◆ TASK ITEM:
Output the data that follows exactly, line for line.

Source records
//! Playbook command - run a script locally and print its events.
//!
//! Each event is written as an invisible ANSI-encoded header, the visible
//! rendered text, and an invisible footer carrying the event uuid, so a
//! terminal shows plain output while a reader of the raw stream can recover
//! every event.

use std::io::Write;
use std::path::PathBuf;
use std::process::ExitCode;
use std::sync::Arc;

use anyhow::{Context as _, Result, bail};
use clap::Args;
use runnel_config::DEFAULT_QUEUE_CAPACITY;
use runnel_worker::translator::ANSI_CHUNK_WIDTH;
use runnel_worker::{
    AutomationEngine, EventTranslator, ExecutionEvent, Invocation, Notification,
    NotificationSink, ScriptEngine, effective_rc, encode_event_ansi,
};
use serde_json::{Map, Value, json};
use tracing::{error, warn};

use super::{Context, cancel_on_signal, exit_code};

/// Identifier used for local runs.
const LOCAL_IDENT: &str = "local";

/// Arguments for the playbook command.
#[derive(Args, Debug)]
pub struct PlaybookArgs {
    /// Script to run
    pub script: PathBuf,

    /// Inventory directory handed to the script
    #[arg(short, long)]
    pub inventory: Option<PathBuf>,

    /// Extra variables: `@file`, a JSON object, or `key=value` pairs
    #[arg(short = 'e', long = "extra-vars")]
    pub extra_vars: Vec<String>,

    /// Increase rendering verbosity
    #[arg(short = 'v', action = clap::ArgAction::Count)]
    pub verbosity: u8,

    /// Interpreter to run the script with
    #[arg(long)]
    pub interpreter: Option<PathBuf>,
}

/// Run the playbook command.
pub async fn run(args: PlaybookArgs, _ctx: &Context) -> Result<ExitCode> {
    let mut extravars = Map::new();
    for spec in &args.extra_vars {
        extravars.extend(parse_extra_vars(spec)?);
    }

    let codes = runnel_config::load_config(None)
        .map(|loaded| loaded.config.exit_codes())
        .unwrap_or_default();

    let invocation = Invocation {
        ident: LOCAL_IDENT.to_string(),
        script: args.script.clone(),
        working_dir: std::env::current_dir().context("cannot determine working directory")?,
        inventory: args.inventory.clone(),
        extravars,
        verbosity: args.verbosity,
    };

    let engine = match args.interpreter {
        Some(interpreter) => ScriptEngine::new().with_interpreter(interpreter),
        None => ScriptEngine::new(),
    };
    let engine: Arc<dyn AutomationEngine> = Arc::new(engine);
    let (sink, mut rx) = NotificationSink::channel(DEFAULT_QUEUE_CAPACITY);
    let cancel = cancel_on_signal();
    let task = tokio::spawn({
        let engine = Arc::clone(&engine);
        let cancel = cancel.clone();
        async move { engine.run(invocation, sink, cancel).await }
    });

    let mut translator = EventTranslator::new(LOCAL_IDENT, args.verbosity);
    let stdout = std::io::stdout();
    let mut out = stdout.lock();
    while let Some(notification) = rx.recv().await {
        if let Notification::Stderr(line) = &notification {
            eprintln!("{line}");
            continue;
        }
        for event in translator.translate(notification) {
            write_event(&mut out, &event)?;
        }
    }

    let rc = match task.await {
        Ok(Ok(rc)) => rc,
        Ok(Err(e)) if cancel.is_cancelled() => {
            warn!(error = %e, "Run cancelled");
            codes.canceled
        }
        Ok(Err(e)) => {
            error!(error = %e, "Engine failed");
            codes.engine_error
        }
        Err(e) => {
            error!(error = %e, "Engine task failed");
            codes.engine_error
        }
    };
    for event in translator.finish() {
        write_event(&mut out, &event)?;
    }
    out.flush()?;

    Ok(exit_code(effective_rc(rc, translator.has_failures(), &codes)))
}

/// Header, visible text, footer.
fn write_event<W: Write>(out: &mut W, event: &ExecutionEvent) -> Result<()> {
    out.write_all(encode_event_ansi(&event.header(), ANSI_CHUNK_WIDTH).as_bytes())?;
    if !event.stdout.is_empty() {
        out.write_all(event.stdout.as_bytes())?;
        out.write_all(b"\n")?;
    }
    let footer = json!({ "uuid": event.uuid.to_string() });
    out.write_all(encode_event_ansi(&footer, ANSI_CHUNK_WIDTH).as_bytes())?;
    out.flush()?;
    Ok(())
}

/// One `-e` argument as a variable map.
fn parse_extra_vars(spec: &str) -> Result<Map<String, Value>> {
    if let Some(path) = spec.strip_prefix('@') {
        let contents =
            std::fs::read_to_string(path).with_context(|| format!("cannot read {path}"))?;
        // JSON files parse as YAML too.
        let value: Value =
            serde_yaml::from_str(&contents).with_context(|| format!("cannot parse {path}"))?;
        return match value {
            Value::Object(map) => Ok(map),
            Value::Null => Ok(Map::new()),
            _ => bail!("{path} must contain a mapping"),
        };
    }

    let trimmed = spec.trim_start();
    if trimmed.starts_with('{') {
        return match serde_json::from_str(trimmed)
            .with_context(|| format!("invalid JSON extra vars: {spec}"))?
        {
            Value::Object(map) => Ok(map),
            _ => bail!("extra vars must be a JSON object"),
        };
    }

    let mut vars = Map::new();
    for pair in spec.split_whitespace() {
        let Some((key, value)) = pair.split_once('=') else {
            bail!("expected key=value, got {pair:?}");
        };
        vars.insert(key.to_string(), Value::String(value.to_string()));
    }
    Ok(vars)
}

◆ COMPLETED EXERCISE:
//! Playbook command - run a script locally and print its events.
//!
//! Each event is written as an invisible ANSI-encoded header, the visible
//! rendered text, and an invisible footer carrying the event uuid, so a
//! terminal shows plain output while a reader of the raw stream can recover
//! every event.

use std::io::Write;
use std::path::PathBuf;
use std::process::ExitCode;
use std::sync::Arc;

use anyhow::{Context as _, Result, bail};
use clap::Args;
use runnel_config::DEFAULT_QUEUE_CAPACITY;
use runnel_worker::translator::ANSI_CHUNK_WIDTH;
use runnel_worker::{
    AutomationEngine, EventTranslator, ExecutionEvent, Invocation, Notification,
    NotificationSink, ScriptEngine, effective_rc, encode_event_ansi,
};
use serde_json::{Map, Value, json};
use tracing::{error, warn};

use super::{Context, cancel_on_signal, exit_code};

/// Identifier used for local runs.
const LOCAL_IDENT: &str = "local";

/// Arguments for the playbook command.
#[derive(Args, Debug)]
pub struct PlaybookArgs {
    /// Script to run
    pub script: PathBuf,

    /// Inventory directory handed to the script
    #[arg(short, long)]
    pub inventory: Option<PathBuf>,

    /// Extra variables: `@file`, a JSON object, or `key=value` pairs
    #[arg(short = 'e', long = "extra-vars")]
    pub extra_vars: Vec<String>,

    /// Increase rendering verbosity
    #[arg(short = 'v', action = clap::ArgAction::Count)]
    pub verbosity: u8,

    /// Interpreter to run the script with
    #[arg(long)]
    pub interpreter: Option<PathBuf>,
}

/// Run the playbook command.
pub async fn run(args: PlaybookArgs, _ctx: &Context) -> Result<ExitCode> {
    let mut extravars = Map::new();
    for spec in &args.extra_vars {
        extravars.extend(parse_extra_vars(spec)?);
    }

    let codes = runnel_config::load_config(None)
        .map(|loaded| loaded.config.exit_codes())
        .unwrap_or_default();

    let invocation = Invocation {
        ident: LOCAL_IDENT.to_string(),
        script: args.script.clone(),
        working_dir: std::env::current_dir().context("cannot determine working directory")?,
        inventory: args.inventory.clone(),
        extravars,
        verbosity: args.verbosity,
    };

    let engine = match args.interpreter {
        Some(interpreter) => ScriptEngine::new().with_interpreter(interpreter),
        None => ScriptEngine::new(),
    };
    let engine: Arc<dyn AutomationEngine> = Arc::new(engine);
    let (sink, mut rx) = NotificationSink::channel(DEFAULT_QUEUE_CAPACITY);
    let cancel = cancel_on_signal();
    let task = tokio::spawn({
        let engine = Arc::clone(&engine);
        let cancel = cancel.clone();
        async move { engine.run(invocation, sink, cancel).await }
    });

    let mut translator = EventTranslator::new(LOCAL_IDENT, args.verbosity);
    let stdout = std::io::stdout();
    let mut out = stdout.lock();
    while let Some(notification) = rx.recv().await {
        if let Notification::Stderr(line) = &notification {
            eprintln!("{line}");
            continue;
        }
        for event in translator.translate(notification) {
            write_event(&mut out, &event)?;
        }
    }

    let rc = match task.await {
        Ok(Ok(rc)) => rc,
        Ok(Err(e)) if cancel.is_cancelled() => {
            warn!(error = %e, "Run cancelled");
            codes.canceled
        }
        Ok(Err(e)) => {
            error!(error = %e, "Engine failed");
            codes.engine_error
        }
        Err(e) => {
            error!(error = %e, "Engine task failed");
            codes.engine_error
        }
    };
    for event in translator.finish() {
        write_event(&mut out, &event)?;
    }
    out.flush()?;

    Ok(exit_code(effective_rc(rc, translator.has_failures(), &codes)))
}

/// Header, visible text, footer.
fn write_event<W: Write>(out: &mut W, event: &ExecutionEvent) -> Result<()> {
    out.write_all(encode_event_ansi(&event.header(), ANSI_CHUNK_WIDTH).as_bytes())?;
    if !event.stdout.is_empty() {
        out.write_all(event.stdout.as_bytes())?;
        out.write_all(b"\n")?;
    }
    let footer = json!({ "uuid": event.uuid.to_string() });
    out.write_all(encode_event_ansi(&footer, ANSI_CHUNK_WIDTH).as_bytes())?;
    out.flush()?;
    Ok(())
}

/// One `-e` argument as a variable map.
fn parse_extra_vars(spec: &str) -> Result<Map<String, Value>> {
    if let Some(path) = spec.strip_prefix('@') {
        let contents =
            std::fs::read_to_string(path).with_context(|| format!("cannot read {path}"))?;
        // JSON files parse as YAML too.
        let value: Value =
            serde_yaml::from_str(&contents).with_context(|| format!("cannot parse {path}"))?;
        return match value {
            Value::Object(map) => Ok(map),
            Value::Null => Ok(Map::new()),
            _ => bail!("{path} must contain a mapping"),
        };
    }

    let trimmed = spec.trim_start();
    if trimmed.starts_with('{') {
        return match serde_json::from_str(trimmed)
            .with_context(|| format!("invalid JSON extra vars: {spec}"))?
        {
            Value::Object(map) => Ok(map),
            _ => bail!("extra vars must be a JSON object"),
        };
    }

    let mut vars = Map::new();
    for pair in spec.split_whitespace() {
        let Some((key, value)) = pair.split_once('=') else {
            bail!("expected key=value, got {pair:?}");
        };
        vars.insert(key.to_string(), Value::String(value.to_string()));
    }
    Ok(vars)
}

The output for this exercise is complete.